The workshop will be held at the Hotel dei Pini, in Alghero, Sardinia, Italy. Note that room reservations for workshop participants should only be made via the workshop registration page in order to use the "full-board" option (room + breakfast + lunch + dinner) with discounted prices.

Invited discussion-leaders

As of previous years we were extremely lucky to gather world-leading experts to provide us with insights of their daily challenges and stimulate discussions on topics ranging from Development, Action & Movement to Large-scal Processing and Learning. Here is teaser for you. For more details see the schedule:

  1. From one cell to the brain: Henry Kennedey & Denis Jabaudon (beginning. 1st week)
  2. Sensing the outside world:  Matthew Diamond & Adam Kepecs (mid 1st week)
  3. From stimuli to a concrete decision: Valerio Mante & Barry Richmond (end 1st Week)
  4. How to process all of this: Christian Mayr & Georg Keller (beginning 2nd Week)
  5. Learning stable representation of the world: Jean-Pascal Pfister & Matthew Cook (end 2nd Week)

These and many more topics and speakers are waiting for you at Capo Caccia. 

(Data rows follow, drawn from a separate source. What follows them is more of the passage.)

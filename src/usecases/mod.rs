//! Application use cases. Orchestrate domain logic via ports.

pub mod agenda_service;
pub mod locks;
pub mod meeting_service;
pub mod timer_service;

pub use agenda_service::AgendaService;
pub use locks::AggregateLocks;
pub use meeting_service::MeetingService;
pub use timer_service::TimerService;
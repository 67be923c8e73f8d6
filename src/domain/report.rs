//! Report value objects. Computed on demand; never persisted.

use crate::domain::time::{hhmm, variance};
use crate::domain::{Agenda, AgendaId, DomainError};
use chrono::TimeDelta;
use serde::{Deserialize, Serialize};

/// Placeholder for free-text meeting notes until notes are captured.
pub const MEMO_PLACEHOLDER: &str = "Meeting minutes.";

/// One completed agenda in a report.
#[derive(Debug, Clone, PartialEq, Eq, Serialize, Deserialize)]
pub struct AgendaReportLine {
    pub agenda_id: AgendaId,
    pub title: String,
    #[serde(with = "hhmm")]
    pub estimated_duration: TimeDelta,
    #[serde(with = "hhmm")]
    pub actual_duration: TimeDelta,
    /// `estimated - actual`.
    #[serde(with = "hhmm")]
    pub diff: TimeDelta,
}

impl AgendaReportLine {
    pub fn from_agenda(agenda: &Agenda) -> Result<Self, DomainError> {
        let actual = agenda.actual_duration.ok_or_else(|| {
            DomainError::Internal(format!(
                "completed agenda {} has no actual duration",
                agenda.id
            ))
        })?;
        Ok(Self {
            agenda_id: agenda.id,
            title: agenda.title.clone(),
            estimated_duration: agenda.estimated_duration,
            actual_duration: actual,
            diff: variance(agenda.estimated_duration, actual),
        })
    }
}

#[derive(Debug, Clone, PartialEq, Eq, Serialize, Deserialize)]
pub struct MeetingReport {
    /// `total_estimated - total_actual`; positive means the meeting ran under time.
    #[serde(with = "hhmm")]
    pub total_diff: TimeDelta,
    pub agendas: Vec<AgendaReportLine>,
    pub memos: String,
}
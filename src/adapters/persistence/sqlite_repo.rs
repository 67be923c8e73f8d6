//! SQLite-backed store via libsql. Implements every repository port.
//!
//! One database file (`timeet.db`) in the configured data directory. Durations
//! are stored as whole seconds, timestamps as text. A meeting save writes the
//! meeting row and replaces its participant rows inside one transaction.

use crate::domain::{
    Agenda, AgendaId, AgendaStatus, AgendaType, DomainError, Meeting, MeetingCreateRequest,
    MeetingId, Member, MemberId, Participant, ParticipantId, Timer, TimerId, TimerState,
};
use crate::ports::{
    AgendaRepository, MeetingRepository, MemberRepository, ParticipantRepository, TimerRepository,
};
use chrono::{DateTime, NaiveDateTime, TimeDelta, Utc};
use libsql::{Connection, Database, Row, params};
use std::collections::HashMap;
use std::path::{Path, PathBuf};
use tokio::sync::Mutex;
use tracing::info;

const SCHEMA: &[&str] = &[
    r#"
CREATE TABLE IF NOT EXISTS timers (
    id INTEGER PRIMARY KEY,
    duration_secs INTEGER NOT NULL,
    state TEXT NOT NULL,
    deleted_at TEXT
)"#,
    r#"
CREATE TABLE IF NOT EXISTS meetings (
    id INTEGER PRIMARY KEY,
    title TEXT NOT NULL,
    start_time TEXT,
    location TEXT,
    total_estimated_secs INTEGER,
    total_actual_secs INTEGER,
    host_member_id INTEGER
)"#,
    r#"
CREATE TABLE IF NOT EXISTS participants (
    id INTEGER PRIMARY KEY,
    meeting_id INTEGER NOT NULL,
    member_id INTEGER NOT NULL,
    UNIQUE (meeting_id, member_id)
)"#,
    "CREATE INDEX IF NOT EXISTS idx_participants_member ON participants (member_id)",
    r#"
CREATE TABLE IF NOT EXISTS agendas (
    id INTEGER PRIMARY KEY,
    meeting_id INTEGER NOT NULL,
    title TEXT NOT NULL,
    type TEXT NOT NULL,
    status TEXT NOT NULL,
    estimated_secs INTEGER NOT NULL,
    actual_secs INTEGER
)"#,
    "CREATE INDEX IF NOT EXISTS idx_agendas_meeting ON agendas (meeting_id)",
    r#"
CREATE TABLE IF NOT EXISTS members (
    id INTEGER PRIMARY KEY,
    nickname TEXT NOT NULL,
    oauth_id INTEGER UNIQUE
)"#,
    // One row per id sequence (timers, meetings, participants, agendas).
    r#"
CREATE TABLE IF NOT EXISTS id_sequences (
    name TEXT PRIMARY KEY,
    value INTEGER NOT NULL
)"#,
];

const NAIVE_FORMAT: &str = "%Y-%m-%dT%H:%M:%S%.f";

const MEETING_SELECT: &str = "SELECT id, title, start_time, location, total_estimated_secs, \
    total_actual_secs, host_member_id FROM meetings";

const PARTICIPANT_SELECT: &str = "SELECT id, meeting_id, member_id FROM participants";

fn repo_err(e: impl std::fmt::Display) -> DomainError {
    DomainError::Repo(e.to_string())
}

fn invalid(what: impl std::fmt::Display) -> DomainError {
    DomainError::Repo(format!("invalid persisted data: {what}"))
}

/// SQLite store. Writes go through one connection so transactions never contend.
pub struct SqliteStore {
    // Kept alive for the lifetime of the connection.
    _db: Database,
    conn: Mutex<Connection>,
    db_path: PathBuf,
}

impl SqliteStore {
    /// Connect to (or create) the database and ensure the schema exists.
    /// Call once at startup; share the returned store via `Arc`.
    pub async fn connect(base_dir: impl AsRef<Path>) -> Result<Self, DomainError> {
        let base = base_dir.as_ref();
        std::fs::create_dir_all(base).map_err(repo_err)?;
        let db_path = base.join("timeet.db");
        let path_str = db_path.to_string_lossy();
        let db = libsql::Builder::new_local(path_str.as_ref())
            .build()
            .await
            .map_err(repo_err)?;
        let conn = db.connect().map_err(repo_err)?;

        // PRAGMA returns a row; drain it (execute fails when rows are returned).
        for pragma in ["PRAGMA journal_mode=WAL", "PRAGMA synchronous=NORMAL"] {
            let mut rows = conn
                .query(pragma, ())
                .await
                .map_err(|e| DomainError::Repo(format!("{pragma} failed: {e}")))?;
            while rows.next().await.map_err(repo_err)?.is_some() {}
        }

        for ddl in SCHEMA {
            conn.execute(ddl, ()).await.map_err(repo_err)?;
        }

        info!(path = %db_path.display(), "SQLite store ready");

        Ok(Self {
            _db: db,
            conn: Mutex::new(conn),
            db_path,
        })
    }

    pub fn path(&self) -> &Path {
        &self.db_path
    }

    async fn next_value(&self, sequence: &str) -> Result<i64, DomainError> {
        let conn = self.conn.lock().await;
        let mut rows = conn
            .query(
                r#"
                INSERT INTO id_sequences (name, value) VALUES (?1, 1)
                ON CONFLICT (name) DO UPDATE SET value = value + 1
                RETURNING value
                "#,
                params![sequence],
            )
            .await
            .map_err(repo_err)?;
        let row = rows
            .next()
            .await
            .map_err(repo_err)?
            .ok_or_else(|| invalid(format!("sequence {sequence} returned no row")))?;
        row.get::<i64>(0).map_err(repo_err)
    }

    async fn query_timers(
        &self,
        sql: &str,
        args: impl libsql::params::IntoParams,
    ) -> Result<Vec<Timer>, DomainError> {
        let conn = self.conn.lock().await;
        let mut rows = conn.query(sql, args).await.map_err(repo_err)?;
        let mut timers = Vec::new();
        while let Some(row) = rows.next().await.map_err(repo_err)? {
            timers.push(parse_timer_row(&row)?);
        }
        Ok(timers)
    }

    async fn query_agendas(
        &self,
        sql: &str,
        args: impl libsql::params::IntoParams,
    ) -> Result<Vec<Agenda>, DomainError> {
        let conn = self.conn.lock().await;
        let mut rows = conn.query(sql, args).await.map_err(repo_err)?;
        let mut agendas = Vec::new();
        while let Some(row) = rows.next().await.map_err(repo_err)? {
            agendas.push(parse_agenda_row(&row)?);
        }
        Ok(agendas)
    }

    async fn query_participants(
        &self,
        sql: &str,
        args: impl libsql::params::IntoParams,
    ) -> Result<Vec<Participant>, DomainError> {
        let conn = self.conn.lock().await;
        read_participants(&conn, sql, args).await
    }

    /// Meeting rows and their participants are read under one connection
    /// guard, so a concurrent save is seen whole or not at all.
    async fn load_meetings(&self, id: Option<MeetingId>) -> Result<Vec<Meeting>, DomainError> {
        let conn = self.conn.lock().await;
        let (rows, participants) = match id {
            Some(id) => {
                let rows = read_meeting_rows(
                    &conn,
                    &format!("{MEETING_SELECT} WHERE id = ?1"),
                    params![id.0],
                )
                .await?;
                if rows.is_empty() {
                    return Ok(Vec::new());
                }
                let participants = read_participants(
                    &conn,
                    &format!("{PARTICIPANT_SELECT} WHERE meeting_id = ?1 ORDER BY id"),
                    params![id.0],
                )
                .await?;
                (rows, participants)
            }
            None => {
                let rows =
                    read_meeting_rows(&conn, &format!("{MEETING_SELECT} ORDER BY id"), ())
                        .await?;
                let participants =
                    read_participants(&conn, &format!("{PARTICIPANT_SELECT} ORDER BY id"), ())
                        .await?;
                (rows, participants)
            }
        };
        drop(conn);

        let mut by_meeting: HashMap<MeetingId, Vec<Participant>> = HashMap::new();
        for p in participants {
            by_meeting.entry(p.meeting_id).or_default().push(p);
        }

        rows.into_iter()
            .map(|row| {
                let participants = by_meeting.remove(&row.id).unwrap_or_default();
                Meeting::restore(
                    row.id,
                    row.details,
                    row.total_actual,
                    row.host,
                    participants,
                )
            })
            .collect()
    }
}

async fn read_meeting_rows(
    conn: &Connection,
    sql: &str,
    args: impl libsql::params::IntoParams,
) -> Result<Vec<MeetingRow>, DomainError> {
    let mut rows = conn.query(sql, args).await.map_err(repo_err)?;
    let mut out = Vec::new();
    while let Some(row) = rows.next().await.map_err(repo_err)? {
        out.push(parse_meeting_row(&row)?);
    }
    Ok(out)
}

async fn read_participants(
    conn: &Connection,
    sql: &str,
    args: impl libsql::params::IntoParams,
) -> Result<Vec<Participant>, DomainError> {
    let mut rows = conn.query(sql, args).await.map_err(repo_err)?;
    let mut participants = Vec::new();
    while let Some(row) = rows.next().await.map_err(repo_err)? {
        participants.push(Participant::new(
            ParticipantId(row.get::<i64>(0).map_err(repo_err)?),
            MeetingId(row.get::<i64>(1).map_err(repo_err)?),
            MemberId(row.get::<i64>(2).map_err(repo_err)?),
        ));
    }
    Ok(participants)
}

struct MeetingRow {
    id: MeetingId,
    details: MeetingCreateRequest,
    total_actual: Option<TimeDelta>,
    host: Option<MemberId>,
}

fn secs(d: TimeDelta) -> i64 {
    d.num_seconds()
}

fn from_secs(s: i64) -> Result<TimeDelta, DomainError> {
    TimeDelta::try_seconds(s).ok_or_else(|| invalid(format!("duration {s}s out of range")))
}

fn opt_from_secs(s: Option<i64>) -> Result<Option<TimeDelta>, DomainError> {
    s.map(from_secs).transpose()
}

fn parse_timer_row(row: &Row) -> Result<Timer, DomainError> {
    let id = TimerId(row.get::<i64>(0).map_err(repo_err)?);
    let duration = from_secs(row.get::<i64>(1).map_err(repo_err)?)?;
    let state_text: String = row.get::<String>(2).map_err(repo_err)?;
    let deleted_at: Option<String> = row.get::<String>(3).ok();
    let state = match (state_text.as_str(), deleted_at) {
        ("created", None) => TimerState::Created,
        ("running", None) => TimerState::Running,
        ("stopped", None) => TimerState::Stopped,
        ("deleted", Some(at)) => TimerState::Deleted {
            at: DateTime::parse_from_rfc3339(&at)
                .map_err(|_| invalid(format!("timers.deleted_at `{at}`")))?
                .with_timezone(&Utc),
        },
        (other, _) => return Err(invalid(format!("timer {id} state `{other}`"))),
    };
    Ok(Timer::restore(id, duration, state))
}

fn parse_meeting_row(row: &Row) -> Result<MeetingRow, DomainError> {
    let id = MeetingId(row.get::<i64>(0).map_err(repo_err)?);
    let start_time = match row.get::<String>(2).ok() {
        Some(s) => Some(
            NaiveDateTime::parse_from_str(&s, NAIVE_FORMAT)
                .map_err(|_| invalid(format!("meetings.start_time `{s}`")))?,
        ),
        None => None,
    };
    Ok(MeetingRow {
        id,
        details: MeetingCreateRequest {
            title: row.get::<String>(1).map_err(repo_err)?,
            start_time,
            location: row.get::<String>(3).ok(),
            total_estimated_duration: opt_from_secs(row.get::<i64>(4).ok())?,
        },
        total_actual: opt_from_secs(row.get::<i64>(5).ok())?,
        host: row.get::<i64>(6).ok().map(MemberId),
    })
}
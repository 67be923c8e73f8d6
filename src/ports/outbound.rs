//! Outbound ports. Application calls into persistence.
//!
//! Implemented by adapters. `save` is an upsert keyed by the entity id.

use crate::domain::{
    Agenda, AgendaId, DomainError, Meeting, MeetingId, Member, MemberId, Participant,
    ParticipantId, Timer, TimerId,
};

pub use crate::domain::HostSelector;

/// Timer storage. Deleted timers stay stored as tombstones.
#[async_trait::async_trait]
pub trait TimerRepository: Send + Sync {
    /// Reserve a fresh id for a new timer.
    async fn next_id(&self) -> Result<TimerId, DomainError>;

    /// Fetch a timer, tombstoned or not.
    async fn find_by_id(&self, id: TimerId) -> Result<Option<Timer>, DomainError>;

    /// All timers that are not deleted, ordered by id.
    async fn find_all(&self) -> Result<Vec<Timer>, DomainError>;

    async fn save(&self, timer: &Timer) -> Result<Timer, DomainError>;
}

/// Meeting storage. A meeting and its participant records are one unit.
#[async_trait::async_trait]
pub trait MeetingRepository: Send + Sync {
    async fn next_id(&self) -> Result<MeetingId, DomainError>;

    async fn next_participant_id(&self) -> Result<ParticipantId, DomainError>;

    async fn find_by_id(&self, id: MeetingId) -> Result<Option<Meeting>, DomainError>;

    async fn find_all(&self) -> Result<Vec<Meeting>, DomainError>;

    /// Persist the meeting row and replace its participant records atomically.
    /// Either both sides are written or neither is.
    async fn save(&self, meeting: &Meeting) -> Result<Meeting, DomainError>;
}

/// Read-side queries over participant records.
#[async_trait::async_trait]
pub trait ParticipantRepository: Send + Sync {
    async fn find_by_meeting_id(&self, id: MeetingId) -> Result<Vec<Participant>, DomainError>;

    /// A member's participations across meetings.
    async fn find_by_member_id(&self, id: MemberId) -> Result<Vec<Participant>, DomainError>;
}

#[async_trait::async_trait]
pub trait AgendaRepository: Send + Sync {
    async fn next_id(&self) -> Result<AgendaId, DomainError>;

    async fn find_by_id(&self, id: AgendaId) -> Result<Option<Agenda>, DomainError>;

    async fn find_all(&self) -> Result<Vec<Agenda>, DomainError>;

    async fn save(&self, agenda: &Agenda) -> Result<Agenda, DomainError>;

    /// Agendas of one meeting, ordered by id.
    async fn find_by_meeting_id(&self, id: MeetingId) -> Result<Vec<Agenda>, DomainError>;
}

#[async_trait::async_trait]
pub trait MemberRepository: Send + Sync {
    async fn find_by_id(&self, id: MemberId) -> Result<Option<Member>, DomainError>;

    async fn find_by_oauth_id(&self, oauth_id: i64) -> Result<Option<Member>, DomainError>;

    async fn save(&self, member: &Member) -> Result<Member, DomainError>;
}
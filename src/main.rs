//! Wiring & DI. Entry point: bootstrap adapters, inject into services, run one command.
//! No business logic here; identity is resolved through the IdentityPort.

use chrono::TimeDelta;
use serde::Serialize;
use std::path::PathBuf;
use std::sync::Arc;
use timeet::adapters::host_selection::RandomHostSelector;
use timeet::adapters::identity::ConfiguredIdentity;
use timeet::adapters::persistence::{MemoryStore, SqliteStore};
use timeet::domain::time::parse_hhmm;
use timeet::domain::{
    AgendaCreateRequest, AgendaId, AgendaType, MeetingCreateRequest, MeetingId, Member, MemberId,
    TimerCreateRequest, TimerId,
};
use timeet::ports::{
    AgendaRepository, IdentityPort, MeetingRepository, MemberRepository, ParticipantRepository,
    TimerRepository,
};
use timeet::shared::config::{AppConfig, StorageKind};
use timeet::usecases::{AgendaService, MeetingService, TimerService};
use tracing::info;
use tracing_subscriber::{EnvFilter, layer::SubscriberExt, util::SubscriberInitExt};

const USAGE: &str = "usage: timeet <command> [args]

  timers                                 list active timers
  timer-new <HH:mm>                      create a timer
  timer-start|timer-stop|timer-delete <id>
  timer-duration <id> <HH:mm>            change a stopped timer's target
  meetings                               list meetings
  meeting-new <title> [HH:mm]            create a meeting (estimated total optional)
  join|leave <meeting_id>                membership for the acting member
  finish <meeting_id> <HH:mm>            record the actual total
  participations                         meetings of the acting member
  agenda-add <meeting_id> <title> <HH:mm> [break]
  agenda-start|agenda-pause|agenda-cancel <id>
  agenda-complete <id> <HH:mm>
  report <meeting_id>                    estimated-vs-actual report";

#[derive(Debug, PartialEq)]
enum Command {
    Timers,
    TimerNew(TimeDelta),
    TimerStart(TimerId),
    TimerStop(TimerId),
    TimerDelete(TimerId),
    TimerDuration(TimerId, TimeDelta),
    Meetings,
    MeetingNew {
        title: String,
        estimated: Option<TimeDelta>,
    },
    Join(MeetingId),
    Leave(MeetingId),
    Finish(MeetingId, TimeDelta),
    Participations,
    AgendaAdd {
        meeting_id: MeetingId,
        request: AgendaCreateRequest,
    },
    AgendaStart(AgendaId),
    AgendaPause(AgendaId),
    AgendaCancel(AgendaId),
    AgendaComplete(AgendaId, TimeDelta),
    Report(MeetingId),
}

/// Repository ports backed by one store.
struct Stores {
    timers: Arc<dyn TimerRepository>,
    meetings: Arc<dyn MeetingRepository>,
    participants: Arc<dyn ParticipantRepository>,
    agendas: Arc<dyn AgendaRepository>,
    members: Arc<dyn MemberRepository>,
}

impl Stores {
    fn from_store<S>(store: Arc<S>) -> Self
    where
        S: TimerRepository
            + MeetingRepository
            + ParticipantRepository
            + AgendaRepository
            + MemberRepository
            + 'static,
    {
        Self {
            timers: store.clone(),
            meetings: store.clone(),
            participants: store.clone(),
            agendas: store.clone(),
            members: store,
        }
    }
}

#[tokio::main]
async fn main() -> anyhow::Result<()> {
    let env_loaded = dotenv::dotenv();
    tracing_subscriber::registry()
        .with(EnvFilter::try_from_default_env().unwrap_or_else(|_| "info".into()))
        .with(tracing_subscriber::fmt::layer().with_writer(std::io::stderr))
        .init();

    match &env_loaded {
        Ok(path) => info!(path = %path.display(), "loaded .env"),
        Err(_) => info!("no .env found"),
    }

    let args: Vec<String> = std::env::args().skip(1).collect();
    let command = match parse_command(&args) {
        Ok(command) => command,
        Err(e) => {
            eprintln!("{e}\n\n{USAGE}");
            std::process::exit(2);
        }
    };

    let cfg = AppConfig::load()?;

    // --- Storage ---
    let stores = match cfg.storage_or_default() {
        StorageKind::Sqlite => {
            let data_path = PathBuf::from(cfg.data_dir_or_default());
            let store = SqliteStore::connect(&data_path)
                .await
                .map_err(|e| anyhow::anyhow!("SQLite connect failed: {}", e))?;
            Stores::from_store(Arc::new(store))
        }
        StorageKind::Memory => {
            info!("using in-memory storage; nothing is persisted");
            Stores::from_store(Arc::new(MemoryStore::new()))
        }
    };

    // --- Identity: make sure the acting member exists, then resolve through the port ---
    let member_id = MemberId(cfg.member_id_or_default());
    if stores.members.find_by_id(member_id).await?.is_none() {
        let member = Member::new(member_id, cfg.member_nickname_or_default());
        stores.members.save(&member).await?;
        info!(member_id = %member_id, "registered acting member");
    }
    let identity: Arc<dyn IdentityPort> =
        Arc::new(ConfiguredIdentity::new(Arc::clone(&stores.members), member_id));

    // --- Services ---
    let host_selector = Arc::new(RandomHostSelector::from_seed(cfg.host_selection_seed));
    let timer_service = TimerService::new(Arc::clone(&stores.timers));
    let meeting_service = MeetingService::new(
        Arc::clone(&stores.meetings),
        Arc::clone(&stores.participants),
        Arc::clone(&stores.agendas),
        host_selector,
    );
    let agenda_service =
        AgendaService::new(Arc::clone(&stores.agendas), Arc::clone(&stores.meetings))
            .with_locks(meeting_service.locks());

    // --- Run ---
    match command {
        Command::Timers => print_json(&timer_service.find_all().await?),
        Command::TimerNew(duration) => print_json(
            &timer_service
                .create_timer(TimerCreateRequest::new(duration))
                .await?,
        ),
        Command::TimerStart(id) => print_json(&timer_service.start_timer(id).await?),
        Command::TimerStop(id) => print_json(&timer_service.stop_timer(id).await?),
        Command::TimerDelete(id) => print_json(&timer_service.delete_timer(id).await?),
        Command::TimerDuration(id, duration) => {
            print_json(&timer_service.change_duration(id, duration).await?)
        }
        Command::Meetings => print_json(&meeting_service.find_all().await?),
        Command::MeetingNew { title, estimated } => {
            let member = identity.current_member().await?;
            let request = MeetingCreateRequest {
                title,
                start_time: None,
                location: None,
                total_estimated_duration: estimated,
            };
            print_json(&meeting_service.create_meeting(request, &member).await?)
        }
        Command::Join(id) => {
            let member = identity.current_member().await?;
            print_json(&meeting_service.add_participant(id, &member).await?)
        }
        Command::Leave(id) => {
            let member = identity.current_member().await?;
            print_json(&meeting_service.remove_participant(id, &member).await?)
        }
        Command::Finish(id, actual) => {
            print_json(&meeting_service.finish_meeting(id, actual).await?)
        }
        Command::Participations => {
            let member = identity.current_member().await?;
            print_json(&meeting_service.participations(member.id).await?)
        }
        Command::AgendaAdd {
            meeting_id,
            request,
        } => print_json(&agenda_service.add_agenda(meeting_id, request).await?),
        Command::AgendaStart(id) => print_json(&agenda_service.start_agenda(id).await?),
        Command::AgendaPause(id) => print_json(&agenda_service.pause_agenda(id).await?),
        Command::AgendaCancel(id) => print_json(&agenda_service.cancel_agenda(id).await?),
        Command::AgendaComplete(id, actual) => {
            print_json(&agenda_service.complete_agenda(id, actual).await?)
        }
        Command::Report(id) => print_json(&meeting_service.create_report(id).await?),
    }
}

fn print_json<T: Serialize>(value: &T) -> anyhow::Result<()> {
    println!("{}", serde_json::to_string_pretty(value)?);
    Ok(())
}

fn parse_command(args: &[String]) -> anyhow::Result<Command> {
    let arg = |i: usize| -> anyhow::Result<&str> {
        args.get(i)
            .map(String::as_str)
            .ok_or_else(|| anyhow::anyhow!("missing argument #{i}"))
    };
    let id = |i: usize| -> anyhow::Result<i64> {
        let raw = arg(i)?;
        raw.parse::<i64>()
            .map_err(|_| anyhow::anyhow!("`{raw}` is not a numeric id"))
    };
    let duration = |i: usize| -> anyhow::Result<TimeDelta> {
        let raw = arg(i)?;
        parse_hhmm(raw).ok_or_else(|| anyhow::anyhow!("`{raw}` is not a HH:mm duration"))
    };

    let command = match arg(0)? {
        "timers" => Command::Timers,
        "timer-new" => Command::TimerNew(duration(1)?),
        "timer-start" => Command::TimerStart(TimerId(id(1)?)),
        "timer-stop" => Command::TimerStop(TimerId(id(1)?)),
        "timer-delete" => Command::TimerDelete(TimerId(id(1)?)),
        "timer-duration" => Command::TimerDuration(TimerId(id(1)?), duration(2)?),
        "meetings" => Command::Meetings,
        "meeting-new" => Command::MeetingNew {
            title: arg(1)?.to_string(),
            estimated: if args.len() > 2 { Some(duration(2)?) } else { None },
        },
        "join" => Command::Join(MeetingId(id(1)?)),
        "leave" => Command::Leave(MeetingId(id(1)?)),
        "finish" => Command::Finish(MeetingId(id(1)?), duration(2)?),
        "participations" => Command::Participations,
        "agenda-add" => Command::AgendaAdd {
            meeting_id: MeetingId(id(1)?),
            request: AgendaCreateRequest {
                title: arg(2)?.to_string(),
                estimated_duration: duration(3)?,
                kind: match args.get(4).map(String::as_str) {
                    None | Some("agenda") => AgendaType::Agenda,
                    Some("break") => AgendaType::Break,
                    Some(other) => anyhow::bail!("unknown agenda type `{other}`"),
                },
            },
        },
        "agenda-start" => Command::AgendaStart(AgendaId(id(1)?)),
        "agenda-pause" => Command::AgendaPause(AgendaId(id(1)?)),
        "agenda-cancel" => Command::AgendaCancel(AgendaId(id(1)?)),
        "agenda-complete" => Command::AgendaComplete(AgendaId(id(1)?), duration(2)?),
        "report" => Command::Report(MeetingId(id(1)?)),
        other => anyhow::bail!("unknown command `{other}`"),
    };
    Ok(command)
}

#[cfg(test)]
mod tests {
    use super::*;

    fn args(raw: &[&str]) -> Vec<String> {
        raw.iter().map(|s| s.to_string()).collect()
    }

    #[test]
    fn parses_timer_commands() {
        assert_eq!(
            parse_command(&args(&["timer-new", "00:30"])).unwrap(),
            Command::TimerNew(TimeDelta::minutes(30))
        );
        assert_eq!(
            parse_command(&args(&["timer-duration", "3", "00:45"])).unwrap(),
            Command::TimerDuration(TimerId(3), TimeDelta::minutes(45))
        );
    }

    #[test]
    fn parses_agenda_add_with_default_type() {
        let cmd = parse_command(&args(&["agenda-add", "1", "Intro", "00:10"])).unwrap();
        match cmd {
            Command::AgendaAdd {
                meeting_id,
                request,
            } => {
                assert_eq!(meeting_id, MeetingId(1));
                assert_eq!(request.kind, AgendaType::Agenda);
                assert_eq!(request.estimated_duration, TimeDelta::minutes(10));
            }
            other => panic!("unexpected {other:?}"),
        }
    }

    #[test]
    fn rejects_bad_input() {
        assert!(parse_command(&args(&[])).is_err());
        assert!(parse_command(&args(&["report", "abc"])).is_err());
        assert!(parse_command(&args(&["timer-new", "soon"])).is_err());
        assert!(parse_command(&args(&["dance"])).is_err());
    }
}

Confirmed invited discussion leaders

Name Dates
Henry Kennedy 23.04. - 05.05.
Ryad Benosman 25.04. - 02.05.
Bruno Averbeck 23.04. - 28.04.
Barry Richmond 23.04 - 28.04.
Olivier Bertrand 25.04. - 05.05.
Georg Keller 30.04. - 05.05.
Emre Neftci 23.04. - 05.05.
Chiara Bartolozzi 23.04. - 05.05.
Florian Engert 24.04. - 02.05.
Matthew Cook 23.04. - 05.05.
Denis Jabaudon 23.04. - 26.04.
Valerio Mante 27.04. - 04.05.
Richard George 30.04. - 05.05.
Adam Kepecs 23.04. - 28.04.
Tobias Heed 26.04. - 27.04.
Andre van Schaik 23.04. - 05.05.
And many more... see schedule for more details

 

Workshop Schedule

The CapoCaccia Workshop schedule is typically organized around a "problem of the day" where one or moresession chairs organizes and moderates a discussion session around a theme central to the topic of this workshop. 
These sessions  are not 45min one-way presentations. Slides and power-point presentations are banned. Rather these sessions  are frank and open discussions that sould involve all the participants, as much as possible. 
We will provide flip-charts and a digitizing tablet to draw on (and eventually project pictures and data if absolutely necessary). The schedule will evolve and change very dynamically, on a daily or even hourly basis.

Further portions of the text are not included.